--- Source material Enclosed Below ---
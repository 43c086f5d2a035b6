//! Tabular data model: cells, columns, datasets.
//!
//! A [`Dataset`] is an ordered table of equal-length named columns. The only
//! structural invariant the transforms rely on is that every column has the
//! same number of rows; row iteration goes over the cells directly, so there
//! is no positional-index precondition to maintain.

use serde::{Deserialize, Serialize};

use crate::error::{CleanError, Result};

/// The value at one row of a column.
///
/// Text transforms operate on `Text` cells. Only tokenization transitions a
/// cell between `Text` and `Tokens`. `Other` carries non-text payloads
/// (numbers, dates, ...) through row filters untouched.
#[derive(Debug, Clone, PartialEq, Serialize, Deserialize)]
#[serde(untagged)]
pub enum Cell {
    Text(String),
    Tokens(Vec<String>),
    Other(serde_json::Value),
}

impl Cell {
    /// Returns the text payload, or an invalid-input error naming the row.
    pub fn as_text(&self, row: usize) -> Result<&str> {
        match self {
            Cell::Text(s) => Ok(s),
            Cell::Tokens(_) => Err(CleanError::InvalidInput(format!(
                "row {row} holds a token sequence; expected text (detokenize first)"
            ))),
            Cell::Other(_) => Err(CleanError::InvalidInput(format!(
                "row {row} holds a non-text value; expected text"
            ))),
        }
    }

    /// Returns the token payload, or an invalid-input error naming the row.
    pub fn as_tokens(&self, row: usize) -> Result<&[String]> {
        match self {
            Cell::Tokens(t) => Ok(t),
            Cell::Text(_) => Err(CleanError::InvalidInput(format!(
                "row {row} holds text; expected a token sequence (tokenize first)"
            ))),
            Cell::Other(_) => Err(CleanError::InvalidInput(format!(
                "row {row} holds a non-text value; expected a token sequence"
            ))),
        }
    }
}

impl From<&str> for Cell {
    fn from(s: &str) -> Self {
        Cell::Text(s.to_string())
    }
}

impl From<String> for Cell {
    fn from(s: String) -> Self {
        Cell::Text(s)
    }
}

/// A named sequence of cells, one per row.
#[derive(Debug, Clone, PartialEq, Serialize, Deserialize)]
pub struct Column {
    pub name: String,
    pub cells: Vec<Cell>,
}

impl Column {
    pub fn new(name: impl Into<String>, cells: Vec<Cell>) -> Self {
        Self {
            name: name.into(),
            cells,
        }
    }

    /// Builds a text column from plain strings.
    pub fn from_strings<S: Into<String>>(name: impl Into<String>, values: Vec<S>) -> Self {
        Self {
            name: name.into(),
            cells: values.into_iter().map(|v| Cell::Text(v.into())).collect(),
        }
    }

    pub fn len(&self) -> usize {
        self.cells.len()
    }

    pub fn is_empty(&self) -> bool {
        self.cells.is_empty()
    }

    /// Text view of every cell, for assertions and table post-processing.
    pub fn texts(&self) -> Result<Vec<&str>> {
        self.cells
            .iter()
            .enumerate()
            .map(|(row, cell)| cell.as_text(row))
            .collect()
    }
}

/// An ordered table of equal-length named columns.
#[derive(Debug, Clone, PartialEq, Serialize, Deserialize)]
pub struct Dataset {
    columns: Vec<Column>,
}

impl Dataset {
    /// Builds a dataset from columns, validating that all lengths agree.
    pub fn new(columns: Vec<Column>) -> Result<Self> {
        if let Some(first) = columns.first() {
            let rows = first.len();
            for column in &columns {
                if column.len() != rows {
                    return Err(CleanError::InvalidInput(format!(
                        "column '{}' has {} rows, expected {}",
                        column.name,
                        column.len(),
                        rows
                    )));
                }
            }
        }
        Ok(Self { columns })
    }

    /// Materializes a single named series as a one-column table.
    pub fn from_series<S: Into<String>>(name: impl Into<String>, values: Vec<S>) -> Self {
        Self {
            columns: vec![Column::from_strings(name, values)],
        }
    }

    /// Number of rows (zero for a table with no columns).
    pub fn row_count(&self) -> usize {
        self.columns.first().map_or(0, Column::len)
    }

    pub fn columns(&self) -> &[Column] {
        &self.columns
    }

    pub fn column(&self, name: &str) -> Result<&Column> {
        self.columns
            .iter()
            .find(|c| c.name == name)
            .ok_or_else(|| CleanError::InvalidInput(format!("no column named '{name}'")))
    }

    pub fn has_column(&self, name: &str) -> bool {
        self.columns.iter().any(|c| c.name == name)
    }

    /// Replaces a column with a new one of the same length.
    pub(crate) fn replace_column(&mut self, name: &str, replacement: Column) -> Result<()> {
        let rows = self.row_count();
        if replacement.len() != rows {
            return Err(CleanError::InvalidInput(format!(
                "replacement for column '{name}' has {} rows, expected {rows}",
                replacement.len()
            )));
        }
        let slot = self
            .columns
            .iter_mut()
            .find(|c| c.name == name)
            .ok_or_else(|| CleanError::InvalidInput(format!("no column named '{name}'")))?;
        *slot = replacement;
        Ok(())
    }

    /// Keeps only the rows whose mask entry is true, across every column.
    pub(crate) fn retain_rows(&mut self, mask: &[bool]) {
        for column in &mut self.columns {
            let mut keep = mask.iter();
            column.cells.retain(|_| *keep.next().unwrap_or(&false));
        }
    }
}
--- End of Enclosed Source material ---
--- Source material Enclosed Below ---
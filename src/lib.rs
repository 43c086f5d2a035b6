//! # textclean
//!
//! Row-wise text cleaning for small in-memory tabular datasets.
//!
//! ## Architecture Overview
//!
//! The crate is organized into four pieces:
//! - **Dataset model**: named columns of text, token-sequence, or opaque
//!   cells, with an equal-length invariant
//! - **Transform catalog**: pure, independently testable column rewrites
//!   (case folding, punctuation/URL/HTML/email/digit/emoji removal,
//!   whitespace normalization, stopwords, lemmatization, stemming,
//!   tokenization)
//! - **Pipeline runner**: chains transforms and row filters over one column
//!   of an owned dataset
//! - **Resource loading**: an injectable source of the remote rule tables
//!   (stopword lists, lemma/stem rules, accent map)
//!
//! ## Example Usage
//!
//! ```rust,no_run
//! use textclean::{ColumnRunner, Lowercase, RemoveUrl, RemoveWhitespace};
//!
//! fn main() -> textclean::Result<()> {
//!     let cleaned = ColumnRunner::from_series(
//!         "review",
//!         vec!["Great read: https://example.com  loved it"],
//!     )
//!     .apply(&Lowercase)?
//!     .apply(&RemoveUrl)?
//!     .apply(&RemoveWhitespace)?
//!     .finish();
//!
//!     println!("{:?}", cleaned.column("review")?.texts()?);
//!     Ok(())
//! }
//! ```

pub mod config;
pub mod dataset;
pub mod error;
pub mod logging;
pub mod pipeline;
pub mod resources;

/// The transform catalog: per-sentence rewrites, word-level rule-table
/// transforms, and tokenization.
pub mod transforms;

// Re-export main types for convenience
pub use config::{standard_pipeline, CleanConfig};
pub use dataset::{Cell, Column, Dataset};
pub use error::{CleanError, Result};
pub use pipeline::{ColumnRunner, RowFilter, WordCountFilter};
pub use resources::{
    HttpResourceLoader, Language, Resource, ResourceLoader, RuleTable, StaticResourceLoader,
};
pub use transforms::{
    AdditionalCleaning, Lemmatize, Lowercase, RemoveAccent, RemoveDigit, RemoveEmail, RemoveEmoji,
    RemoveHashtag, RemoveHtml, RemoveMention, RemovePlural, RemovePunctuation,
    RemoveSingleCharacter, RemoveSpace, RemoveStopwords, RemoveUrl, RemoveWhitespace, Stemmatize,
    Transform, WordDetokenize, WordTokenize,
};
--- End of Enclosed Source material ---
### Aim of the exercise:
From the entries above, select each line containing the string "crate".

### Solution below:
use crate::error::{CleanError, Result};
    pub(crate) fn replace_column(&mut self, name: &str, replacement: Column) -> Result<()> {
    pub(crate) fn retain_rows(&mut self, mask: &[bool]) {
//! The crate is organized into four pieces:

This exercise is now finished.